Work item:
Could you write the entries out again, exactly as they are?

■ ■ ■ ■ ■

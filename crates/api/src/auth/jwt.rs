//! HS256 access tokens carrying the caller's identity.

use jsonwebtoken::errors::ErrorKind;
use jsonwebtoken::{decode, encode, DecodingKey, EncodingKey, Header, Validation};
use serde::{Deserialize, Serialize};
use uuid::Uuid;

use mediateca_core::types::DbId;

/// JWT claims embedded in every access token.
#[derive(Debug, Serialize, Deserialize, Clone)]
pub struct Claims {
    /// Subject -- the user's internal database id.
    pub sub: DbId,
    pub email: String,
    /// Role name at issue time. Authorization re-reads the stored role.
    pub role: String,
    /// Expiration time (UTC Unix timestamp).
    pub exp: i64,
    /// Issued-at time (UTC Unix timestamp).
    pub iat: i64,
    /// Unique token identifier (UUID v4).
    pub jti: String,
}

/// Configuration for JWT token generation and validation.
#[derive(Debug, Clone)]
pub struct JwtConfig {
    /// HMAC-SHA256 secret used to sign and verify tokens.
    pub secret: String,
    /// Token lifetime in hours (default: 24).
    pub expiry_hours: i64,
}

const DEFAULT_EXPIRY_HOURS: i64 = 24;

impl JwtConfig {
    /// Load JWT configuration from environment variables.
    ///
    /// | Env Var            | Required | Default |
    /// |--------------------|----------|---------|
    /// | `JWT_SECRET`       | **yes**  | --      |
    /// | `JWT_EXPIRY_HOURS` | no       | `24`    |
    ///
    /// # Panics
    ///
    /// Panics if `JWT_SECRET` is not set or is empty.
    pub fn from_env() -> Self {
        let secret =
            std::env::var("JWT_SECRET").expect("JWT_SECRET must be set in the environment");
        assert!(!secret.is_empty(), "JWT_SECRET must not be empty");

        let expiry_hours: i64 = std::env::var("JWT_EXPIRY_HOURS")
            .unwrap_or_else(|_| DEFAULT_EXPIRY_HOURS.to_string())
            .parse()
            .expect("JWT_EXPIRY_HOURS must be a valid i64");

        Self {
            secret,
            expiry_hours,
        }
    }
}

/// Why a token was rejected.
#[derive(Debug, Clone, Copy, PartialEq, Eq)]
pub enum TokenRejection {
    Expired,
    Invalid,
}

/// Generate an HS256 access token for the given user.
pub fn generate_token(
    user_id: DbId,
    email: &str,
    role: &str,
    config: &JwtConfig,
) -> Result<String, jsonwebtoken::errors::Error> {
    let now = chrono::Utc::now().timestamp();
    let claims = Claims {
        sub: user_id,
        email: email.to_string(),
        role: role.to_string(),
        exp: now + config.expiry_hours * 3600,
        iat: now,
        jti: Uuid::new_v4().to_string(),
    };

    encode(
        &Header::default(), // HS256
        &claims,
        &EncodingKey::from_secret(config.secret.as_bytes()),
    )
}

/// Validate signature and expiry, returning the embedded [`Claims`].
pub fn validate_token(token: &str, config: &JwtConfig) -> Result<Claims, TokenRejection> {
    decode::<Claims>(
        token,
        &DecodingKey::from_secret(config.secret.as_bytes()),
        &Validation::default(), // HS256, validates exp
    )
    .map(|data| data.claims)
    .map_err(|e| match e.kind() {
        ErrorKind::ExpiredSignature => TokenRejection::Expired,
        _ => TokenRejection::Invalid,
    })
}

#[cfg(test)]
mod tests {
    use super::*;

    fn test_config() -> JwtConfig {
        JwtConfig {
            secret: "test-secret-that-is-long-enough-for-hmac".to_string(),
            expiry_hours: 24,
        }
    }

    #[test]
    fn generate_and_validate() {
        let config = test_config();
        let token = generate_token(42, "ana@example.com", "journalist", &config).unwrap();

        let claims = validate_token(&token, &config).unwrap();
        assert_eq!(claims.sub, 42);
        assert_eq!(claims.email, "ana@example.com");
        assert_eq!(claims.role, "journalist");
        assert_eq!(claims.exp - claims.iat, 24 * 3600);
        assert!(!claims.jti.is_empty());
    }

    #[test]
    fn expired_token_is_reported_as_expired() {
        let config = test_config();
        // Well past the default 60-second leeway.
        let now = chrono::Utc::now().timestamp();
        let claims = Claims {
            sub: 1,
            email: "old@example.com".to_string(),
            role: "viewer".to_string(),
            exp: now - 300,
            iat: now - 600,
            jti: Uuid::new_v4().to_string(),
        };
        let token = encode(
            &Header::default(),
            &claims,
            &EncodingKey::from_secret(config.secret.as_bytes()),
        )
        .unwrap();

        assert_eq!(validate_token(&token, &config).unwrap_err(), TokenRejection::Expired);
    }

    #[test]
    fn foreign_secret_and_garbage_are_invalid() {
        let other = JwtConfig {
            secret: "another-secret".to_string(),
            expiry_hours: 24,
        };
        let token = generate_token(1, "a@b.c", "viewer", &other).unwrap();

        let config = test_config();
        assert_eq!(validate_token(&token, &config).unwrap_err(), TokenRejection::Invalid);
        assert_eq!(validate_token("not.a.jwt", &config).unwrap_err(), TokenRejection::Invalid);
    }
}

■ ■ ■ ■ ■

Answer to this exercise:
filename crates/api/src/auth/jwt.rs
//! HS256 access tokens carrying the caller's identity.

use jsonwebtoken::errors::ErrorKind;
use jsonwebtoken::{decode, encode, DecodingKey, EncodingKey, Header, Validation};
use serde::{Deserialize, Serialize};
use uuid::Uuid;

use mediateca_core::types::DbId;

/// JWT claims embedded in every access token.
#[derive(Debug, Serialize, Deserialize, Clone)]
pub struct Claims {
    /// Subject -- the user's internal database id.
    pub sub: DbId,
    pub email: String,
    /// Role name at issue time. Authorization re-reads the stored role.
    pub role: String,
    /// Expiration time (UTC Unix timestamp).
    pub exp: i64,
    /// Issued-at time (UTC Unix timestamp).
    pub iat: i64,
    /// Unique token identifier (UUID v4).
    pub jti: String,
}

/// Configuration for JWT token generation and validation.
#[derive(Debug, Clone)]
pub struct JwtConfig {
    /// HMAC-SHA256 secret used to sign and verify tokens.
    pub secret: String,
    /// Token lifetime in hours (default: 24).
    pub expiry_hours: i64,
}

const DEFAULT_EXPIRY_HOURS: i64 = 24;

impl JwtConfig {
    /// Load JWT configuration from environment variables.
    ///
    /// | Env Var            | Required | Default |
    /// |--------------------|----------|---------|
    /// | `JWT_SECRET`       | **yes**  | --      |
    /// | `JWT_EXPIRY_HOURS` | no       | `24`    |
    ///
    /// # Panics
    ///
    /// Panics if `JWT_SECRET` is not set or is empty.
    pub fn from_env() -> Self {
        let secret =
            std::env::var("JWT_SECRET").expect("JWT_SECRET must be set in the environment");
        assert!(!secret.is_empty(), "JWT_SECRET must not be empty");

        let expiry_hours: i64 = std::env::var("JWT_EXPIRY_HOURS")
            .unwrap_or_else(|_| DEFAULT_EXPIRY_HOURS.to_string())
            .parse()
            .expect("JWT_EXPIRY_HOURS must be a valid i64");

        Self {
            secret,
            expiry_hours,
        }
    }
}

/// Why a token was rejected.
#[derive(Debug, Clone, Copy, PartialEq, Eq)]
pub enum TokenRejection {
    Expired,
    Invalid,
}

/// Generate an HS256 access token for the given user.
pub fn generate_token(
    user_id: DbId,
    email: &str,
    role: &str,
    config: &JwtConfig,
) -> Result<String, jsonwebtoken::errors::Error> {
    let now = chrono::Utc::now().timestamp();
    let claims = Claims {
        sub: user_id,
        email: email.to_string(),
        role: role.to_string(),
        exp: now + config.expiry_hours * 3600,
        iat: now,
        jti: Uuid::new_v4().to_string(),
    };

    encode(
        &Header::default(), // HS256
        &claims,
        &EncodingKey::from_secret(config.secret.as_bytes()),
    )
}

/// Validate signature and expiry, returning the embedded [`Claims`].
pub fn validate_token(token: &str, config: &JwtConfig) -> Result<Claims, TokenRejection> {
    decode::<Claims>(
        token,
        &DecodingKey::from_secret(config.secret.as_bytes()),
        &Validation::default(), // HS256, validates exp
    )
    .map(|data| data.claims)
    .map_err(|e| match e.kind() {
        ErrorKind::ExpiredSignature => TokenRejection::Expired,
        _ => TokenRejection::Invalid,
    })
}

#[cfg(test)]
mod tests {
    use super::*;

    fn test_config() -> JwtConfig {
        JwtConfig {
            secret: "test-secret-that-is-long-enough-for-hmac".to_string(),
            expiry_hours: 24,
        }
    }

    #[test]
    fn generate_and_validate() {
        let config = test_config();
        let token = generate_token(42, "ana@example.com", "journalist", &config).unwrap();

        let claims = validate_token(&token, &config).unwrap();
        assert_eq!(claims.sub, 42);
        assert_eq!(claims.email, "ana@example.com");
        assert_eq!(claims.role, "journalist");
        assert_eq!(claims.exp - claims.iat, 24 * 3600);
        assert!(!claims.jti.is_empty());
    }

    #[test]
    fn expired_token_is_reported_as_expired() {
        let config = test_config();
        // Well past the default 60-second leeway.
        let now = chrono::Utc::now().timestamp();
        let claims = Claims {
            sub: 1,
            email: "old@example.com".to_string(),
            role: "viewer".to_string(),
            exp: now - 300,
            iat: now - 600,
            jti: Uuid::new_v4().to_string(),
        };
        let token = encode(
            &Header::default(),
            &claims,
            &EncodingKey::from_secret(config.secret.as_bytes()),
        )
        .unwrap();

        assert_eq!(validate_token(&token, &config).unwrap_err(), TokenRejection::Expired);
    }

    #[test]
    fn foreign_secret_and_garbage_are_invalid() {
        let other = JwtConfig {
            secret: "another-secret".to_string(),
            expiry_hours: 24,
        };
        let token = generate_token(1, "a@b.c", "viewer", &other).unwrap();

        let config = test_config();
        assert_eq!(validate_token(&token, &config).unwrap_err(), TokenRejection::Invalid);
        assert_eq!(validate_token("not.a.jwt", &config).unwrap_err(), TokenRejection::Invalid);
    }
}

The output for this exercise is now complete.